WORK TASK = Extract all lines from the data beneath that include the word "input".

RECORD EXTRACTS =
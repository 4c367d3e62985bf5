// SPDX-License-Identifier: Apache-2.0

//! Validated, immutable set of delimiters used by the scanner.
//!
//! Matching priority is fixed when the registry is built:
//! 1. every ignore-pair start, in registration order;
//! 2. the tokens of every token pair, in registration order, longer token first
//!    within one pair.
//!
//! The first candidate that matches at an input position wins, so an earlier
//! registration shadows a later one that shares a prefix with it. The one
//! exception is decided by the scanner: the close token of the innermost open
//! region outranks every other pair token.

use alloc::vec::Vec;

use crate::config_error::{ConfigError, Slot};
use crate::token::{IgnoreId, IgnorePair, PairId, TokenPair};

/// What a matched delimiter means to the scanner
#[derive(Debug, Clone, Copy, PartialEq, Eq)]
pub(crate) enum TokenRole {
    IgnoreStart(IgnoreId),
    /// Open and close of a symmetric pair
    Toggle(PairId),
    Close(PairId),
    Open(PairId),
}

/// A delimiter that matched at some input position
#[derive(Debug, Clone, Copy, PartialEq, Eq)]
pub(crate) struct Candidate {
    pub role: TokenRole,
    pub len: usize,
}

/// An immutable, validated set of [`TokenPair`]s and [`IgnorePair`]s.
///
/// Build once, then share it (it is `Send + Sync`) across any number of parses.
#[derive(Debug, Clone)]
pub struct Registry {
    pairs: Vec<TokenPair>,
    ignores: Vec<IgnorePair>,
    /// Roles in matching priority order
    candidates: Vec<TokenRole>,
    max_depth: Option<usize>,
}

impl Registry {
    /// Validates and indexes the given pairs.
    ///
    /// # Example
    /// ```
    /// use piconest::{IgnorePair, Registry, TokenPair};
    /// let registry = Registry::build(
    ///     [TokenPair::new("paren", "(", ")")],
    ///     [IgnorePair::new("\"", "\"")],
    /// ).unwrap();
    /// assert_eq!(registry.pairs().len(), 1);
    /// ```
    pub fn build<P, I>(pairs: P, ignores: I) -> Result<Self, ConfigError>
    where
        P: IntoIterator<Item = TokenPair>,
        I: IntoIterator<Item = IgnorePair>,
    {
        Self::with_max_depth(pairs.into_iter().collect(), ignores.into_iter().collect(), None)
    }

    /// Starts a fluent [`RegistryBuilder`].
    pub fn builder() -> RegistryBuilder {
        RegistryBuilder::default()
    }

    fn with_max_depth(
        pairs: Vec<TokenPair>,
        ignores: Vec<IgnorePair>,
        max_depth: Option<usize>,
    ) -> Result<Self, ConfigError> {
        validate_pairs(&pairs)?;
        validate_ignores(&ignores)?;

        let mut candidates = Vec::with_capacity(ignores.len() + pairs.len() * 2);
        candidates.extend((0..ignores.len()).map(|i| TokenRole::IgnoreStart(IgnoreId(i))));
        for (i, pair) in pairs.iter().enumerate() {
            let id = PairId(i);
            if pair.is_symmetric() {
                candidates.push(TokenRole::Toggle(id));
            } else if pair.open().len() > pair.close().len() {
                candidates.push(TokenRole::Open(id));
                candidates.push(TokenRole::Close(id));
            } else {
                candidates.push(TokenRole::Close(id));
                candidates.push(TokenRole::Open(id));
            }
        }

        log::debug!(
            "Registry built: {} pairs, {} ignore pairs, max depth {:?}",
            pairs.len(),
            ignores.len(),
            max_depth
        );
        Ok(Registry {
            pairs,
            ignores,
            candidates,
            max_depth,
        })
    }

    /// All token pairs, in registration (priority) order.
    pub fn pairs(&self) -> &[TokenPair] {
        &self.pairs
    }

    /// All ignore pairs, in registration order.
    pub fn ignores(&self) -> &[IgnorePair] {
        &self.ignores
    }

    /// Looks up a pair. `None` if the id comes from a different, larger registry.
    pub fn pair(&self, id: PairId) -> Option<&TokenPair> {
        self.pairs.get(id.0)
    }

    pub fn ignore(&self, id: IgnoreId) -> Option<&IgnorePair> {
        self.ignores.get(id.0)
    }

    /// Finds a pair by its name.
    pub fn id_of(&self, name: &str) -> Option<PairId> {
        self.pairs.iter().position(|p| p.name() == name).map(PairId)
    }

    /// Maximum nesting depth, `None` when unbounded.
    pub fn max_depth(&self) -> Option<usize> {
        self.max_depth
    }

    /// The delimiter string a role stands for
    pub(crate) fn token(&self, role: TokenRole) -> &str {
        match role {
            TokenRole::IgnoreStart(id) => self.ignores[id.0].start(),
            TokenRole::Toggle(id) | TokenRole::Open(id) => self.pairs[id.0].open(),
            TokenRole::Close(id) => self.pairs[id.0].close(),
        }
    }

    /// The close token of `pair` if it is a prefix of `rest`.
    pub(crate) fn close_at(&self, pair: PairId, rest: &str) -> Option<Candidate> {
        let token = self.pairs.get(pair.0)?;
        let role = if token.is_symmetric() {
            TokenRole::Toggle(pair)
        } else {
            TokenRole::Close(pair)
        };
        rest.starts_with(token.close()).then_some(Candidate {
            role,
            len: token.close().len(),
        })
    }

    /// Returns the highest-priority delimiter that is a prefix of `rest`.
    pub(crate) fn match_at(&self, rest: &str) -> Option<Candidate> {
        self.candidates.iter().find_map(|&role| {
            let token = self.token(role);
            rest.starts_with(token).then_some(Candidate {
                role,
                len: token.len(),
            })
        })
    }
}

fn validate_pairs(pairs: &[TokenPair]) -> Result<(), ConfigError> {
    for (index, pair) in pairs.iter().enumerate() {
        let empty = [
            (pair.name(), Slot::Name),
            (pair.open(), Slot::Open),
            (pair.close(), Slot::Close),
        ]
        .into_iter()
        .find(|(s, _)| s.is_empty());
        if let Some((_, slot)) = empty {
            return Err(ConfigError::EmptyDelimiter {
                index,
                pair: pair.clone(),
                slot,
            });
        }

        for (first, earlier) in pairs[..index].iter().enumerate() {
            if earlier.open() == pair.open() && earlier.close() == pair.close() {
                return Err(ConfigError::DuplicatePair {
                    first,
                    second: index,
                    pair: pair.clone(),
                });
            }
            if earlier.name() == pair.name() {
                return Err(ConfigError::DuplicateName {
                    first,
                    second: index,
                    pair: pair.clone(),
                });
            }
        }
    }
    Ok(())
}

fn validate_ignores(ignores: &[IgnorePair]) -> Result<(), ConfigError> {
    for (index, ignore) in ignores.iter().enumerate() {
        let slot = if ignore.start().is_empty() {
            Some(Slot::Start)
        } else if ignore.end().is_empty() {
            Some(Slot::End)
        } else {
            None
        };
        if let Some(slot) = slot {
            return Err(ConfigError::EmptyIgnoreDelimiter {
                index,
                ignore: ignore.clone(),
                slot,
            });
        }

        if let Some(first) = ignores[..index].iter().position(|earlier| earlier == ignore) {
            return Err(ConfigError::DuplicateIgnore {
                first,
                second: index,
                ignore: ignore.clone(),
            });
        }
    }
    Ok(())
}

/// Fluent construction of a [`Registry`].
///
/// # Example
/// ```
/// use piconest::Registry;
/// let registry = Registry::builder()
///     .pair("paren", "(", ")")
///     .pair("bracket", "[", "]")
///     .ignore("'", "'")
///     .max_depth(32)
///     .build()
///     .unwrap();
/// assert_eq!(registry.max_depth(), Some(32));
/// ```
#[derive(Debug, Default, Clone)]
pub struct RegistryBuilder {
    pairs: Vec<TokenPair>,
    ignores: Vec<IgnorePair>,
    max_depth: Option<usize>,
}

impl RegistryBuilder {
    /// Registers a token pair. Earlier registrations take priority.
    pub fn pair(
        mut self,
        name: impl Into<alloc::string::String>,
        open: impl Into<alloc::string::String>,
        close: impl Into<alloc::string::String>,
    ) -> Self {
        self.pairs.push(TokenPair::new(name, open, close));
        self
    }

    pub fn token_pair(mut self, pair: TokenPair) -> Self {
        self.pairs.push(pair);
        self
    }

    /// Registers an ignore pair.
    pub fn ignore(
        mut self,
        start: impl Into<alloc::string::String>,
        end: impl Into<alloc::string::String>,
    ) -> Self {
        self.ignores.push(IgnorePair::new(start, end));
        self
    }

    pub fn ignore_pair(mut self, ignore: IgnorePair) -> Self {
        self.ignores.push(ignore);
        self
    }

    /// Bounds the nesting stack; deeper input fails with `MaxDepthReached`.
    pub fn max_depth(mut self, depth: usize) -> Self {
        self.max_depth = Some(depth);
        self
    }

    pub fn build(self) -> Result<Registry, ConfigError> {
        Registry::with_max_depth(self.pairs, self.ignores, self.max_depth)
    }
}

#[cfg(test)]
mod tests {
    use super::*;
    use test_log::test;

    fn parens() -> TokenPair {
        TokenPair::new("paren", "(", ")")
    }

    #[test]
    fn test_rejects_empty_delimiters() {
        let res = Registry::build([TokenPair::new("bad", "", ")")], []);
        assert_eq!(
            res.unwrap_err(),
            ConfigError::EmptyDelimiter {
                index: 0,
                pair: TokenPair::new("bad", "", ")"),
                slot: Slot::Open,
            }
        );

        let res = Registry::build([parens(), TokenPair::new("", "[", "]")], []);
        assert!(matches!(
            res,
            Err(ConfigError::EmptyDelimiter {
                index: 1,
                slot: Slot::Name,
                ..
            })
        ));

        let res = Registry::build([parens()], [IgnorePair::new("\"", "")]);
        assert!(matches!(
            res,
            Err(ConfigError::EmptyIgnoreDelimiter {
                index: 0,
                slot: Slot::End,
                ..
            })
        ));
    }

    #[test]
    fn test_rejects_duplicates() {
        let res = Registry::build([parens(), TokenPair::new("again", "(", ")")], []);
        assert!(matches!(
            res,
            Err(ConfigError::DuplicatePair {
                first: 0,
                second: 1,
                ..
            })
        ));

        let res = Registry::build([parens(), TokenPair::new("paren", "[", "]")], []);
        assert!(matches!(
            res,
            Err(ConfigError::DuplicateName {
                first: 0,
                second: 1,
                ..
            })
        ));

        let res = Registry::build(
            [],
            [IgnorePair::new("'", "'"), IgnorePair::new("'", "'")],
        );
        assert!(matches!(
            res,
            Err(ConfigError::DuplicateIgnore {
                first: 0,
                second: 1,
                ..
            })
        ));
    }

    #[test]
    fn test_same_open_different_close_is_allowed() {
        let res = Registry::build([parens(), TokenPair::new("odd", "(", "]")], []);
        assert!(res.is_ok());
    }

    #[test]
    fn test_priority_is_registration_order() {
        let registry = Registry::build(
            [
                TokenPair::new("angle", "<", ">"),
                TokenPair::new("double", "<<", ">>"),
            ],
            [],
        )
        .unwrap();
        assert_eq!(
            registry.match_at("<<x"),
            Some(Candidate {
                role: TokenRole::Open(PairId(0)),
                len: 1
            })
        );
        assert_eq!(
            registry.match_at(">>"),
            Some(Candidate {
                role: TokenRole::Close(PairId(0)),
                len: 1
            })
        );

        let reversed = Registry::build(
            [
                TokenPair::new("double", "<<", ">>"),
                TokenPair::new("angle", "<", ">"),
            ],
            [],
        )
        .unwrap();
        assert_eq!(
            reversed.match_at("<<x"),
            Some(Candidate {
                role: TokenRole::Open(PairId(0)),
                len: 2
            })
        );
        assert_eq!(
            reversed.match_at("<x"),
            Some(Candidate {
                role: TokenRole::Open(PairId(1)),
                len: 1
            })
        );
    }

    #[test]
    fn test_longer_token_first_within_a_pair() {
        let registry = Registry::build([TokenPair::new("quote3", "'", "'''")], []).unwrap();
        assert_eq!(
            registry.match_at("'''"),
            Some(Candidate {
                role: TokenRole::Close(PairId(0)),
                len: 3
            })
        );
        assert_eq!(
            registry.match_at("'a"),
            Some(Candidate {
                role: TokenRole::Open(PairId(0)),
                len: 1
            })
        );
    }

    #[test]
    fn test_ignore_start_outranks_pairs() {
        let registry = Registry::build(
            [TokenPair::new("quote", "\"", "\"")],
            [IgnorePair::new("\"", "\"")],
        )
        .unwrap();
        assert_eq!(
            registry.match_at("\"x\""),
            Some(Candidate {
                role: TokenRole::IgnoreStart(IgnoreId(0)),
                len: 1
            })
        );
    }

    #[test]
    fn test_symmetric_pair_has_one_candidate() {
        let registry = Registry::build([TokenPair::new("quote", "\"", "\"")], []).unwrap();
        assert_eq!(registry.candidates, [TokenRole::Toggle(PairId(0))]);
        assert_eq!(registry.match_at("a\""), None);
    }

    #[test]
    fn test_close_at() {
        let registry = Registry::builder()
            .pair("block", "begin", "end")
            .pair("cond", "if", "end")
            .pair("pipe", "|", "|")
            .build()
            .unwrap();
        assert_eq!(
            registry.close_at(PairId(1), "end end"),
            Some(Candidate {
                role: TokenRole::Close(PairId(1)),
                len: 3
            })
        );
        assert_eq!(
            registry.close_at(PairId(2), "|x"),
            Some(Candidate {
                role: TokenRole::Toggle(PairId(2)),
                len: 1
            })
        );
        assert_eq!(registry.close_at(PairId(0), "if"), None);
        assert_eq!(registry.close_at(PairId(9), "end"), None);
    }

    #[test]
    fn test_lookup() {
        let registry = Registry::builder()
            .pair("paren", "(", ")")
            .pair("brace", "{", "}")
            .max_depth(4)
            .build()
            .unwrap();
        assert_eq!(registry.id_of("brace"), Some(PairId(1)));
        assert_eq!(registry.id_of("nope"), None);
        assert_eq!(registry.pair(PairId(0)).map(TokenPair::open), Some("("));
        assert_eq!(registry.pair(PairId(7)), None);
        assert_eq!(registry.ignore(IgnoreId(0)), None);
        assert_eq!(registry.max_depth(), Some(4));
    }

    #[test]
    fn test_registry_is_shareable() {
        fn assert_send_sync<T: Send + Sync>() {}
        assert_send_sync::<Registry>();
    }
}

REPLY =
//! The first candidate that matches at an input position wins, so an earlier
/// A delimiter that matched at some input position
    /// Bounds the nesting stack; deeper input fails with `MaxDepthReached`.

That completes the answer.